Listed records:
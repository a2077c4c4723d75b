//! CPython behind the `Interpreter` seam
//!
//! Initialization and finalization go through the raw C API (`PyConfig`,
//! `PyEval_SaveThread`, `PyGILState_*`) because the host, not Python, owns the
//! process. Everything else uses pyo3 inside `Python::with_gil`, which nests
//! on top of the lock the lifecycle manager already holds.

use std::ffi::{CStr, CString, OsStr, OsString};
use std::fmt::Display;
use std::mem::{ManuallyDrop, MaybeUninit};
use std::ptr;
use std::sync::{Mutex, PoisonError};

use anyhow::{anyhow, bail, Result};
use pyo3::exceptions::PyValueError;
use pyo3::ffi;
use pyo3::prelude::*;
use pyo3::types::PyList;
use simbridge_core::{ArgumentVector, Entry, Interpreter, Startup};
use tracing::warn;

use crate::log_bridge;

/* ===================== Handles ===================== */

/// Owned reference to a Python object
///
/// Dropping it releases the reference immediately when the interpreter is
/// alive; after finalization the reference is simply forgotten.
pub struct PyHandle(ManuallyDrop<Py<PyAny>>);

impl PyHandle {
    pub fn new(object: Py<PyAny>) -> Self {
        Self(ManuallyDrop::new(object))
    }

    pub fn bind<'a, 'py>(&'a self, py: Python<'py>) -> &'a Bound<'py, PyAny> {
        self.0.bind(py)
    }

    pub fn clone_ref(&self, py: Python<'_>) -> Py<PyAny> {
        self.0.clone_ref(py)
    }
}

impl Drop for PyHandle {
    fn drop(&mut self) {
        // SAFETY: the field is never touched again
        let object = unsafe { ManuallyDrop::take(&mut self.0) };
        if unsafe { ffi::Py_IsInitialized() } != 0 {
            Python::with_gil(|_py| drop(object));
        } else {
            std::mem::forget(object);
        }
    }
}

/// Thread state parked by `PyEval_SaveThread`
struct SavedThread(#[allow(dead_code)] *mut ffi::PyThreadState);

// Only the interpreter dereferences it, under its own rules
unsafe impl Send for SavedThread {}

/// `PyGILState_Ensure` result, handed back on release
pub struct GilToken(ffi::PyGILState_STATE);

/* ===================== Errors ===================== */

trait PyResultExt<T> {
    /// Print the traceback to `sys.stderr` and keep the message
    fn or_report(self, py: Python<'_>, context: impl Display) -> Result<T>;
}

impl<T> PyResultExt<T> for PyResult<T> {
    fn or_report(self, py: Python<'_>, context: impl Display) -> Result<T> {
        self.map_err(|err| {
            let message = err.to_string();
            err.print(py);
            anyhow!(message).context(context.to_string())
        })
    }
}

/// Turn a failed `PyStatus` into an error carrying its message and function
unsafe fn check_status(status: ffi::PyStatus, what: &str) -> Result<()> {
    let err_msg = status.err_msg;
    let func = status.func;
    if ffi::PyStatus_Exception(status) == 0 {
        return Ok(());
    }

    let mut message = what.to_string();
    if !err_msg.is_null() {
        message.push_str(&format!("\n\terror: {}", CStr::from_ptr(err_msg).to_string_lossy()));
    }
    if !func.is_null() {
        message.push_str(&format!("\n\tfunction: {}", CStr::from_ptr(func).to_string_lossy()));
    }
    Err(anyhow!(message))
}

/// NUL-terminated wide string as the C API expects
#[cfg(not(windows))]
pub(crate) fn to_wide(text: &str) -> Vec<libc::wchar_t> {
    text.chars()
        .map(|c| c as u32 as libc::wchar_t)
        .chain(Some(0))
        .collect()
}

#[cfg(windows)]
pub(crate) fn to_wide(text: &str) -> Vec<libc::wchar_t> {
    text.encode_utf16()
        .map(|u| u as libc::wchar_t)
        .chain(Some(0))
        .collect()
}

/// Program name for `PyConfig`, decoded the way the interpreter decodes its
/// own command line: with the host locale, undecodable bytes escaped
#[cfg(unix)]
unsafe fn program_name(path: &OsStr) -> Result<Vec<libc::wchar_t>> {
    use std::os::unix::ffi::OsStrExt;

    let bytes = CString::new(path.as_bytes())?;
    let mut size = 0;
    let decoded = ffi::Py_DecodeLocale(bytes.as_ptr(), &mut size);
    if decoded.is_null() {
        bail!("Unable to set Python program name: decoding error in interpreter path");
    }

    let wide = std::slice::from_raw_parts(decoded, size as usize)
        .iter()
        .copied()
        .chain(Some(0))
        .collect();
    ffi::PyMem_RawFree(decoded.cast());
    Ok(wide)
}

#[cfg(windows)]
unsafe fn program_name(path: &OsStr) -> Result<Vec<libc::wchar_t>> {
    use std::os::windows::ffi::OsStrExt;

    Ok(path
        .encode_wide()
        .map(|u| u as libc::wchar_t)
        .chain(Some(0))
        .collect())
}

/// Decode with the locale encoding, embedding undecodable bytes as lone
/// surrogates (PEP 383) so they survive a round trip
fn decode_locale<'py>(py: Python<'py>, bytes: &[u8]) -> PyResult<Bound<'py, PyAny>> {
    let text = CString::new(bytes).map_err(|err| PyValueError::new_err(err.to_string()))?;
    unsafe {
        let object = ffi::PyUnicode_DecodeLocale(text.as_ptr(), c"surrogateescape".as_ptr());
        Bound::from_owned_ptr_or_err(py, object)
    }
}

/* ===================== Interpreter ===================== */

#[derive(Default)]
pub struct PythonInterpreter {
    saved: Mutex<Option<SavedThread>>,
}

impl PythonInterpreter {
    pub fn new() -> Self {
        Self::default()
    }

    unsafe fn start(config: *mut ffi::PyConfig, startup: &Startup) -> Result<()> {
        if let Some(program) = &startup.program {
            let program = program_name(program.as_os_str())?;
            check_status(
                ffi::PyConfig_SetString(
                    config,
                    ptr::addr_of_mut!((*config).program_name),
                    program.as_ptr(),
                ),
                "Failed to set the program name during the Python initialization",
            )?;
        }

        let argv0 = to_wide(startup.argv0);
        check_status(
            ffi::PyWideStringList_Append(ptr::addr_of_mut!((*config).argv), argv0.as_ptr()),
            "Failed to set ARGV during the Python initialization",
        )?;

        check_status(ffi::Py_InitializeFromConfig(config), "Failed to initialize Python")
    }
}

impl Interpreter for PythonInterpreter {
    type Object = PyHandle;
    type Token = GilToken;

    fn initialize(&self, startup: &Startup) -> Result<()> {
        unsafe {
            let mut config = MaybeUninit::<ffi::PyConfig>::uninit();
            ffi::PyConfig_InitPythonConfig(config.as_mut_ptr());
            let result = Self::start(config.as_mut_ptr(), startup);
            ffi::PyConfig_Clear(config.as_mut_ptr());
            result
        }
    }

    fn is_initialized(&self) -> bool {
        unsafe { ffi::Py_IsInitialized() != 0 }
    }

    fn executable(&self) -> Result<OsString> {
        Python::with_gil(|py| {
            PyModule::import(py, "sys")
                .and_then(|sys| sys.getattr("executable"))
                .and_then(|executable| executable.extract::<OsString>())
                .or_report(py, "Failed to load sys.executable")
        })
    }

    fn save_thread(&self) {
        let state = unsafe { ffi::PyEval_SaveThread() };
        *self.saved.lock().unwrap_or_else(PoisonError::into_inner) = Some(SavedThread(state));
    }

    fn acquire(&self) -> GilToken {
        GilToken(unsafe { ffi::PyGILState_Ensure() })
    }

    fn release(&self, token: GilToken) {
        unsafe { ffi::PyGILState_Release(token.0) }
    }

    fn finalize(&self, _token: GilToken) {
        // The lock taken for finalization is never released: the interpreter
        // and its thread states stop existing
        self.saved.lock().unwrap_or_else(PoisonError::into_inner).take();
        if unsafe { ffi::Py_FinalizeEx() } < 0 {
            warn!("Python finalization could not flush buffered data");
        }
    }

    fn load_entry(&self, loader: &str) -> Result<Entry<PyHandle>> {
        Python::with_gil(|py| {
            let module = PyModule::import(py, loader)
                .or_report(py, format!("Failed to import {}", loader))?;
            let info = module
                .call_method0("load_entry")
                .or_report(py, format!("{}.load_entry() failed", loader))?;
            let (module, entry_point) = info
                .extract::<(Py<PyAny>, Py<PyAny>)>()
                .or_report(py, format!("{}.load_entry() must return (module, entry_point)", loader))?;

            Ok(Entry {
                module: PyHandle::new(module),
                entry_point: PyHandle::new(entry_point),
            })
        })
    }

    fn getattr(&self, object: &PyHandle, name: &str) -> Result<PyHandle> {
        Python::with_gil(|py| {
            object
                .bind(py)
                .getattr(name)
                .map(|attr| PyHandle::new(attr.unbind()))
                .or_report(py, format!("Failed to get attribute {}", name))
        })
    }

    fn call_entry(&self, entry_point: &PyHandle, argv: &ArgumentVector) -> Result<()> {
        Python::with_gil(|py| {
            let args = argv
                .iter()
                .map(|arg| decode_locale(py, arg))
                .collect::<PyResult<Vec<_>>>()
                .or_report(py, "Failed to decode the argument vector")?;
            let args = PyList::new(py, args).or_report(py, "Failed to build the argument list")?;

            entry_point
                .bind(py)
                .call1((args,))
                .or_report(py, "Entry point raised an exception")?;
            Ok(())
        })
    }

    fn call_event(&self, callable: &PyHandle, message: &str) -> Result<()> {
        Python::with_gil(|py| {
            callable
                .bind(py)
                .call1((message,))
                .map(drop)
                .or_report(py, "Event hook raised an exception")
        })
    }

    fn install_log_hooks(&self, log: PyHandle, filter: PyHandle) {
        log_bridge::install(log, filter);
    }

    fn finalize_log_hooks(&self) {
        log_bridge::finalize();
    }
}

Task details: Extract all lines of the records above that include "SavedThread".

Task answer:
struct SavedThread(#[allow(dead_code)] *mut ffi::PyThreadState);
unsafe impl Send for SavedThread {}
    saved: Mutex<Option<SavedThread>>,
        *self.saved.lock().unwrap_or_else(PoisonError::into_inner) = Some(SavedThread(state));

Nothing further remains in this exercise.